M. de Montalembert voyait la cause du mal dans l'absence de toute croyance religieuse et dans le monopole de l'instruction exercé par l'université.

M. Villemain répondit que lors de la fondation de l'université en 1808, ce fut précisément l'esprit monarchique et religieux, dans ce qu'il a de plus élevé, qui accueillit cette création comme une espérance et un appui pour la société, et qu'elle marqua, en effet, un retour et un progrés vers les plus saines.

Cela est vrai, répliqua M. de Montalembert; mais alors elle a bien mal rempli sa mission; car il n'y a pas de pays où les éléments religieux et monarchiques soient plus rares qu'en France.

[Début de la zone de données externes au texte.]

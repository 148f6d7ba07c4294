//! One-shot schema declaration.
//!
//! A record type declares its schema through a single builder invocation
//! at startup. Inheritance is explicit: `extends(&parent)` copies the
//! parent's effective lists ahead of the type's own declarations, so no
//! ancestor walking happens at validation time.

use serde_json::Value;
use std::collections::HashMap;
use std::sync::Arc;

use crate::validate::Validator;
use crate::value::Key;

use super::errors::{SchemaError, SchemaResult};
use super::types::{
    AttributeSpec, CastFn, DefaultValue, GlobalSpec, Schema, Transform, TypeConstraint,
};

/// Per-attribute declaration options.
#[derive(Clone, Default)]
pub struct AttrOptions {
    optional: bool,
    default: Option<DefaultValue>,
    cast: bool,
    one_of: Option<Vec<Value>>,
    validator: Option<Arc<dyn Validator>>,
    alias: Option<String>,
    transform: Option<Transform>,
    cast_with: Option<CastFn>,
}

impl AttrOptions {
    /// No options: required, no default, no cast.
    pub fn new() -> Self {
        <Self as Default>::default()
    }

    /// Tolerate absence of the attribute.
    pub fn optional(mut self) -> Self {
        self.optional = true;
        self
    }

    /// Literal default applied when the value is absent.
    pub fn default(mut self, value: impl Into<Value>) -> Self {
        self.default = Some(DefaultValue::Literal(value.into()));
        self
    }

    /// Default resolved from another attribute of the same record.
    pub fn default_from(mut self, key: impl Into<Key>) -> Self {
        self.default = Some(DefaultValue::reference(key));
        self
    }

    /// Convert the raw value before validating it.
    pub fn cast(mut self) -> Self {
        self.cast = true;
        self
    }

    /// Restrict the value to a closed set of literals.
    pub fn one_of(mut self, values: Vec<Value>) -> Self {
        self.one_of = Some(values);
        self
    }

    /// Attach a custom validator.
    pub fn validator(mut self, validator: Arc<dyn Validator>) -> Self {
        self.validator = Some(validator);
        self
    }

    /// Expose the accessor under an alternate name.
    pub fn alias(mut self, name: impl Into<String>) -> Self {
        self.alias = Some(name.into());
        self
    }

    /// Transform the value on accessor reads (storage is untouched).
    pub fn transform(mut self, f: impl Fn(&Value) -> Value + Send + Sync + 'static) -> Self {
        self.transform = Some(Arc::new(f));
        self
    }

    /// Custom conversion tried before the fixed cast table.
    pub fn cast_with(
        mut self,
        f: impl Fn(&Value) -> Option<Value> + Send + Sync + 'static,
    ) -> Self {
        self.cast_with = Some(Arc::new(f));
        self
    }
}

/// Builder producing an immutable [`Schema`].
pub struct SchemaBuilder {
    type_name: String,
    required: Vec<AttributeSpec>,
    optional: Vec<AttributeSpec>,
    globals: Vec<GlobalSpec>,
    delegations: Vec<(String, Key)>,
    restrict: bool,
    canonicalize_keys: bool,
    compact: bool,
}

impl SchemaBuilder {
    pub(super) fn new(type_name: impl Into<String>) -> Self {
        Self {
            type_name: type_name.into(),
            required: Vec::new(),
            optional: Vec::new(),
            globals: Vec::new(),
            delegations: Vec::new(),
            restrict: false,
            canonicalize_keys: false,
            compact: false,
        }
    }

    /// Composes the parent schema's effective lists ahead of this type's
    /// own declarations. Structural flags are not inherited.
    pub fn extends(mut self, parent: &Schema) -> Self {
        self.required.splice(0..0, parent.required.iter().cloned());
        self.optional.splice(0..0, parent.optional.iter().cloned());
        self.globals.splice(0..0, parent.globals.iter().cloned());
        self.delegations
            .splice(0..0, parent.delegations.iter().cloned());
        self
    }

    /// Declares one attribute. Appends to the required or optional list
    /// depending on the options.
    pub fn attribute(
        mut self,
        key: impl Into<Key>,
        constraint: TypeConstraint,
        options: AttrOptions,
    ) -> Self {
        let spec = AttributeSpec {
            key: key.into(),
            constraint,
            optional: options.optional,
            default: options.default,
            cast: options.cast,
            one_of: options.one_of,
            validator: options.validator,
            alias: options.alias,
            transform: options.transform,
            cast_with: options.cast_with,
        };
        if spec.optional {
            self.optional.push(spec);
        } else {
            self.required.push(spec);
        }
        self
    }

    /// Declares a wildcard rule applied to every input key.
    pub fn global(mut self, constraint: TypeConstraint, options: AttrOptions) -> Self {
        self.globals.push(GlobalSpec {
            constraint,
            optional: options.optional,
            cast: options.cast,
            one_of: options.one_of,
            validator: options.validator,
            cast_with: options.cast_with,
        });
        self
    }

    /// Exposes `name` as a forward to `target`'s accessor output.
    pub fn delegate(mut self, name: impl Into<String>, target: impl Into<Key>) -> Self {
        self.delegations.push((name.into(), target.into()));
        self
    }

    /// Rejects input keys outside the declared attribute set.
    pub fn restrict_keys(mut self) -> Self {
        self.restrict = true;
        self
    }

    /// Normalizes map keys to canonical form on construction.
    pub fn canonicalize_keys(mut self, on: bool) -> Self {
        self.canonicalize_keys = on;
        self
    }

    /// Drops Null-valued entries after validation.
    pub fn compact(mut self, on: bool) -> Self {
        self.compact = on;
        self
    }

    /// Finishes the declaration.
    ///
    /// Rejects contradictory declarations: a required attribute with a
    /// default (unreachable, since presence fails first), an empty
    /// one_of set, or a delegation to an undeclared key.
    pub fn build(self) -> SchemaResult<Schema> {
        for spec in &self.required {
            if spec.default.is_some() {
                return Err(SchemaError::DefaultOnRequired {
                    type_name: self.type_name.clone(),
                    key: spec.key.to_string(),
                });
            }
        }

        for spec in self.required.iter().chain(self.optional.iter()) {
            if matches!(&spec.one_of, Some(values) if values.is_empty()) {
                return Err(SchemaError::EmptyOneOf {
                    type_name: self.type_name.clone(),
                    key: spec.key.to_string(),
                });
            }
        }

        let declared: Vec<&Key> = self
            .required
            .iter()
            .chain(self.optional.iter())
            .map(|spec| &spec.key)
            .collect();
        for (exposed, target) in &self.delegations {
            if !declared.contains(&target) {
                return Err(SchemaError::UnknownDelegateTarget {
                    type_name: self.type_name.clone(),
                    exposed: exposed.clone(),
                    target: target.to_string(),
                });
            }
        }

        let mut accessors = HashMap::new();
        for (index, spec) in self.required.iter().chain(self.optional.iter()).enumerate() {
            if let Some(name) = spec.accessor_name() {
                // Later declarations shadow earlier accessors of the
                // same name; both entries still validate.
                accessors.insert(name.to_string(), index);
            }
        }

        tracing::debug!(
            type_name = %self.type_name,
            required = self.required.len(),
            optional = self.optional.len(),
            globals = self.globals.len(),
            "schema built"
        );

        Ok(Schema {
            type_name: self.type_name,
            required: self.required,
            optional: self.optional,
            globals: self.globals,
            delegations: self.delegations,
            restrict: self.restrict,
            canonicalize_keys: self.canonicalize_keys,
            compact: self.compact,
            accessors,
        })
    }
}

#[cfg(test)]
mod tests {
    use super::*;
    use crate::value::ValueKind;
    use serde_json::json;

    fn parent() -> Schema {
        Schema::builder("Parent")
            .attribute("x", TypeConstraint::number(), AttrOptions::new())
            .attribute(
                "tag",
                TypeConstraint::Kind(ValueKind::String),
                AttrOptions::new().optional(),
            )
            .delegate("x_value", "x")
            .build()
            .unwrap()
    }

    #[test]
    fn test_required_default_rejected() {
        let result = Schema::builder("Broken")
            .attribute(
                "x",
                TypeConstraint::Any,
                AttrOptions::new().default(json!(1)),
            )
            .build();
        assert_eq!(
            result.unwrap_err(),
            SchemaError::DefaultOnRequired {
                type_name: "Broken".into(),
                key: "x".into(),
            }
        );
    }

    #[test]
    fn test_optional_default_accepted() {
        let schema = Schema::builder("Ok")
            .attribute(
                "x",
                TypeConstraint::Any,
                AttrOptions::new().optional().default(json!(1)),
            )
            .build()
            .unwrap();
        assert_eq!(schema.optional().len(), 1);
    }

    #[test]
    fn test_empty_one_of_rejected() {
        let result = Schema::builder("Broken")
            .attribute("x", TypeConstraint::Any, AttrOptions::new().one_of(vec![]))
            .build();
        assert!(matches!(result, Err(SchemaError::EmptyOneOf { .. })));
    }

    #[test]
    fn test_unknown_delegate_target_rejected() {
        let result = Schema::builder("Broken")
            .attribute("x", TypeConstraint::Any, AttrOptions::new())
            .delegate("name", "missing")
            .build();
        assert!(matches!(
            result,
            Err(SchemaError::UnknownDelegateTarget { .. })
        ));
    }

    #[test]
    fn test_extends_puts_parent_first() {
        let child = Schema::builder("Child")
            .attribute("y", TypeConstraint::number(), AttrOptions::new())
            .extends(&parent())
            .build()
            .unwrap();

        let keys: Vec<String> = child.required().iter().map(|s| s.key.to_string()).collect();
        assert_eq!(keys, vec!["x", "y"]);
        // Optional and delegations carried over too.
        assert_eq!(child.optional().len(), 1);
        assert_eq!(child.delegation("x_value"), Some(&Key::from("x")));
    }

    #[test]
    fn test_extends_does_not_inherit_flags() {
        let restricted = Schema::builder("Restricted")
            .attribute("x", TypeConstraint::Any, AttrOptions::new())
            .restrict_keys()
            .build()
            .unwrap();
        let child = Schema::builder("Child")
            .extends(&restricted)
            .build()
            .unwrap();
        assert!(!child.restrict());
    }

    #[test]
    fn test_duplicate_key_keeps_both_entries_last_accessor_wins() {
        let child = Schema::builder("Child")
            .extends(&parent())
            .attribute(
                "x",
                TypeConstraint::Kind(ValueKind::Int),
                AttrOptions::new(),
            )
            .build()
            .unwrap();

        assert_eq!(child.required().len(), 2);
        let spec = child.accessor("x").unwrap();
        assert_eq!(spec.constraint, TypeConstraint::Kind(ValueKind::Int));
    }

    #[test]
    fn test_alias_shadows_key_name() {
        let schema = Schema::builder("Aliased")
            .attribute(
                "raw_name",
                TypeConstraint::Any,
                AttrOptions::new().alias("name"),
            )
            .build()
            .unwrap();
        assert!(schema.accessor("name").is_some());
        assert!(schema.accessor("raw_name").is_none());
    }

    #[test]
    fn test_positional_attribute_has_no_accessor() {
        let schema = Schema::builder("Positional")
            .attribute(0, TypeConstraint::Any, AttrOptions::new())
            .attribute(1, TypeConstraint::Any, AttrOptions::new().alias("second"))
            .build()
            .unwrap();
        assert!(schema.accessor("0").is_none());
        assert!(schema.accessor("second").is_some());
    }
}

M. Villemain reprit que, le préopinant ne devait pas généraliser les torts dont il se plaignait, et qu'il devait, au contraire, reconnaître que dans cette société où la puissance du mal s'est trop développée, la puissance du bien s'est développée cent fois plus encore, et que c'est par là que l'ordre existe et se fortifie.

Deux orateurs furent encore entendus dans la même séance. M. d'Alton-Shée en faveur du projet, M. de Brézé dans le sens opposé. Le premier de ces deux orateurs approuvait sans restriction la convention du 13 juillet, qui nous a permis de rentrer dans le concert européen, de renoncer à l'isolement, de travailler à mettre de l'ordre dans nos finances, de désarmer. Le second, après un rapide. coup-d'œil sur l'Espagne, qu'il envisageait du point de vue où il s'était placé les années précédentes, critiquait vivement le traité de juillet. Il pensait, du reste, que l'issue de la question espagnole serait encore plus fatale à la France que le réglement opéré sans elle des affaires d'Orien'; notre exclusion du traité du 15 juillet nous avait fait perdre les avantages futurs réservés à ceux qui y avaient pris part; l'isolement dans lequel ce traité nous avait placé en nous enlevant le pouvoir de rétablir dans la Péninsule un gouvernement qui nous offrait des garanties d'ordre et une alliance durable, enlevait à la France la position qui l'avait faite la plus puissante monarchie du monde.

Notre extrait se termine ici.